I was diagnosed stage 3C high-grade serous Ovarian or Fallopian cancer in Oct 2016. I’m BRCA double negative. I’m 42.
I had a nine-hour surgery and six rounds of carbo/taxol at the Marsden which finished 12/04/17. I was clear for twelve months.
I have now had rising CA125, doubling between January and May. My scan in April didn’t show anything except a possible 4mm nodule that “might be something, or not”. I had another CT and an MRI last Wednesday and see my onc next Wed. When I saw her three weeks ago she said I could expect to have treatment again sometime this year.
But the thing is I am starting to feel unwell (which I didn’t first time round).

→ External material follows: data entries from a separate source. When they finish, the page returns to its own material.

//! In-process corpus store loaded from a JSON corpus file.

use crate::config::AnalysisConfig;
use crate::error::StoreError;
use crate::search::{Analyzer, LexicalIndex};
use crate::types::{DocumentVersion, VersionRecord};
use ahash::AHashSet;
use std::fs::File;
use std::io::BufReader;
use std::path::{Path, PathBuf};
use std::sync::{Arc, RwLock};

use super::cache::IndexCache;
use super::{Corpus, DocumentStore};

/// Reads a corpus file: a JSON array of version records.
pub fn read_records(path: &Path) -> Result<Vec<VersionRecord>, StoreError> {
    let file = File::open(path)?;
    Ok(serde_json::from_reader(BufReader::new(file))?)
}

/// A store holding the whole corpus in memory.
///
/// Lexical indexes are built when records are loaded (optionally reusing an
/// on-disk [`IndexCache`]), and [`replace`](Self::replace) swaps in a new corpus
/// atomically. Invocations holding an older snapshot finish against it.
#[derive(Debug)]
pub struct InMemoryStore {
    corpus: RwLock<Arc<Corpus>>,
    analyzer: Analyzer,
    cache_path: Option<PathBuf>,
}

impl InMemoryStore {
    /// Creates an empty store.
    pub fn new(config: &AnalysisConfig) -> Self {
        Self {
            corpus: RwLock::new(Arc::new(Corpus::default())),
            analyzer: Analyzer::new(config.language),
            cache_path: None,
        }
    }

    /// Persists built indexes to `path` and reuses them on later loads.
    pub fn with_cache(mut self, path: impl Into<PathBuf>) -> Self {
        self.cache_path = Some(path.into());
        self
    }

    /// Creates a store over the given records.
    pub fn from_records(
        records: Vec<VersionRecord>,
        config: &AnalysisConfig,
    ) -> Result<Self, StoreError> {
        let store = Self::new(config);
        store.replace(records)?;
        Ok(store)
    }

    /// Loads a corpus file, using an index cache when `cache_path` is given.
    pub fn load(
        path: &Path,
        config: &AnalysisConfig,
        cache_path: Option<&Path>,
    ) -> Result<Self, StoreError> {
        let records = read_records(path)?;
        let mut store = Self::new(config);
        if let Some(cache_path) = cache_path {
            store = store.with_cache(cache_path);
        }
        store.replace(records)?;

        tracing::info!(
            "Loaded {} versions of {} documents from {}",
            store.len(),
            store.document_count(),
            path.display()
        );
        Ok(store)
    }

    /// Replaces the corpus with `records`, rebuilding (or reusing cached) indexes.
    ///
    /// Fails without touching the current corpus if two records share a version id.
    pub fn replace(&self, records: Vec<VersionRecord>) -> Result<(), StoreError> {
        let mut seen = AHashSet::with_capacity(records.len());
        for record in &records {
            if !seen.insert(record.id) {
                return Err(StoreError::DuplicateVersion(record.id));
            }
        }

        let versions = match &self.cache_path {
            Some(path) => {
                let mut cache = IndexCache::open(path, self.analyzer.language());
                let versions = index_records(records, |content| {
                    cache.get_or_build(content, &self.analyzer)
                });
                tracing::debug!(
                    hits = cache.hits(),
                    misses = cache.misses(),
                    "Lexical index cache lookups"
                );
                if let Err(e) = cache.save() {
                    tracing::warn!("Failed to write index cache to {}: {}", path.display(), e);
                }
                versions
            }
            None => index_records(records, |content| {
                LexicalIndex::build(content, &self.analyzer)
            }),
        };

        let corpus = Arc::new(Corpus::new(versions));
        let mut guard = self
            .corpus
            .write()
            .map_err(|_| StoreError::Unavailable("corpus lock poisoned".to_string()))?;
        *guard = corpus;
        Ok(())
    }

    pub fn len(&self) -> usize {
        self.snapshot().map_or(0, |corpus| corpus.len())
    }

    pub fn is_empty(&self) -> bool {
        self.len() == 0
    }

    pub fn document_count(&self) -> usize {
        self.snapshot().map_or(0, |corpus| corpus.document_count())
    }
}

fn index_records(
    records: Vec<VersionRecord>,
    mut build: impl FnMut(&str) -> LexicalIndex,
) -> Vec<DocumentVersion> {
    records
        .into_iter()
        .map(|record| DocumentVersion {
            index: build(&record.content),
            record,
        })
        .collect()
}

impl DocumentStore for InMemoryStore {
    fn snapshot(&self) -> Result<Arc<Corpus>, StoreError> {
        self.corpus
            .read()
            .map(|corpus| Arc::clone(&corpus))
            .map_err(|_| StoreError::Unavailable("corpus lock poisoned".to_string()))
    }
}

Every day I feel fuller in the tummy and more tired. I feel a little short of breath and have some discomfort in my lungs. It seems to get worse every day.

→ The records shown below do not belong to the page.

//! Tracing initialization.

use clap::ValueEnum;
use std::sync::Once;
use tracing_subscriber::EnvFilter;

static INIT: Once = Once::new();

/// Log line format on stderr.
#[derive(Debug, Default, Clone, Copy, PartialEq, Eq, ValueEnum)]
pub enum LogFormat {
    #[default]
    Compact,
    Json,
}

/// Initialize tracing. Safe to call multiple times; only the first call takes effect.
///
/// Logs go to stderr so they never interleave with MCP traffic on stdout.
pub fn init(format: LogFormat) {
    INIT.call_once(|| {
        let is_test =
            std::env::var("NEXTEST").is_ok() || std::env::var("CARGO_TARGET_TMPDIR").is_ok();
        let filter = EnvFilter::from_default_env().add_directive(
            if is_test {
                tracing::Level::DEBUG
            } else {
                tracing::Level::INFO
            }
            .into(),
        );

        let builder = tracing_subscriber::fmt()
            .with_env_filter(filter)
            .with_ansi(false)
            .with_target(true);

        let result = match (is_test, format) {
            (true, _) => builder.compact().with_test_writer().try_init(),
            (false, LogFormat::Compact) => builder.compact().with_writer(std::io::stderr).try_init(),
            (false, LogFormat::Json) => builder.json().with_writer(std::io::stderr).try_init(),
        };
        if let Err(e) = result {
            eprintln!("Failed to initialize tracing: {}", e)
        }
    });
}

I’m panicking. It’s bad enough I have to go through all this again but to actually feel what the cancer is doing is terrifying. Right now, I feel like I would be dead in months if I did nothing.

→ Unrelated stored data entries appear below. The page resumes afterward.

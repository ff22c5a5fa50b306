//! Document-granularity pagination over the ranked document order.

use crate::error::SearchError;
use crate::types::PageRequest;
use std::num::NonZeroUsize;

/// A validated page: zero-indexed page number and positive page size.
#[derive(Debug, Clone, Copy, PartialEq, Eq)]
pub struct Page {
    pub index: usize,
    pub size: NonZeroUsize,
}

impl Page {
    /// Validates raw pagination arguments.
    ///
    /// Returns `Ok(None)` when either argument is absent (pagination disabled).
    pub fn from_request(request: PageRequest) -> Result<Option<Self>, SearchError> {
        let (Some(page), Some(page_size)) = (request.page, request.page_size) else {
            return Ok(None);
        };

        if page_size <= 0 {
            return Err(SearchError::InvalidPaginationArgument(format!(
                "page_size must be positive, got {}",
                page_size
            )));
        }
        if page < 0 {
            return Err(SearchError::InvalidPaginationArgument(format!(
                "page must not be negative, got {}",
                page
            )));
        }

        let invalid = |what: &str| {
            SearchError::InvalidPaginationArgument(format!("{} is too large", what))
        };
        let index = usize::try_from(page).map_err(|_| invalid("page"))?;
        let size = usize::try_from(page_size)
            .ok()
            .and_then(NonZeroUsize::new)
            .ok_or_else(|| invalid("page_size"))?;

        Ok(Some(Self { index, size }))
    }

    /// Offset of the first document on this page, saturating on overflow.
    pub fn offset(&self) -> usize {
        self.index.saturating_mul(self.size.get())
    }
}

/// Selects the ranked documents at offsets `[k*n, k*n + n)`, or all of them without a page.
///
/// A page past the end yields an empty slice rather than an error.
pub fn window<T>(ranked: &[T], page: Option<Page>) -> &[T] {
    let Some(page) = page else {
        return ranked;
    };
    let start = page.offset().min(ranked.len());
    let end = start.saturating_add(page.size.get()).min(ranked.len());
    &ranked[start..end]
}

#[cfg(test)]
mod tests {
    use super::*;
    use assert2::{check, let_assert};
    use rstest::rstest;

    fn page(k: i64, n: i64) -> Option<Page> {
        Page::from_request(PageRequest::page(k, n)).unwrap()
    }

    #[rstest]
    #[case(PageRequest::all())]
    #[case(PageRequest { page: Some(2), page_size: None })]
    #[case(PageRequest { page: None, page_size: Some(0) })]
    fn test_missing_argument_disables_pagination(#[case] request: PageRequest) {
        check!(Page::from_request(request).unwrap().is_none());
    }

    #[rstest]
    #[case(0, 0)]
    #[case(0, -3)]
    #[case(-1, 10)]
    fn test_invalid_arguments_rejected(#[case] k: i64, #[case] n: i64) {
        let_assert!(
            Err(SearchError::InvalidPaginationArgument(_)) =
                Page::from_request(PageRequest::page(k, n))
        );
    }

    #[rstest]
    #[case(0, 2, vec![0, 1])]
    #[case(1, 2, vec![2, 3])]
    #[case(2, 2, vec![4])]
    #[case(3, 2, vec![])]
    #[case(100, 2, vec![])]
    #[case(0, 10, vec![0, 1, 2, 3, 4])]
    fn test_window(#[case] k: i64, #[case] n: i64, #[case] expected: Vec<i32>) {
        let ranked = [0, 1, 2, 3, 4];
        check!(window(&ranked, page(k, n)) == expected.as_slice());
    }

    #[test]
    fn test_window_without_page_is_everything() {
        let ranked = [7, 8, 9];
        check!(window(&ranked, None) == &ranked[..]);
    }

    #[test]
    fn test_huge_offset_saturates() {
        let ranked = [1, 2, 3];
        check!(window(&ranked, page(i64::MAX, i64::MAX)).is_empty());
    }

    #[test]
    fn test_consecutive_pages_partition_the_ranking() {
        let ranked: Vec<u32> = (0..23).collect();
        let mut seen = vec![];
        for k in 0..5 {
            seen.extend_from_slice(window(&ranked, page(k, 5)));
        }
        check!(seen == ranked);
    }
}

Anyway, I’m not really asking a question here. I’m just venting somewhere I know is safe and understanding.
I know so many women have relapses and I always knew there was a high chance of it coming back. But I thought I’d be one of the lucky ones, you know? I thought it was just a blip and then I could get on with my life. But now I realise I am going to live with this for the rest of my life. And that is heartbreaking.
Thanks for reading.
***edited to add photo of me and my husband at a wedding last weekend. How can I possibly have cancer and be so happy and healthy! I am glad the wedding wasn’t this weekend - I wouldn’t have been feeling so well.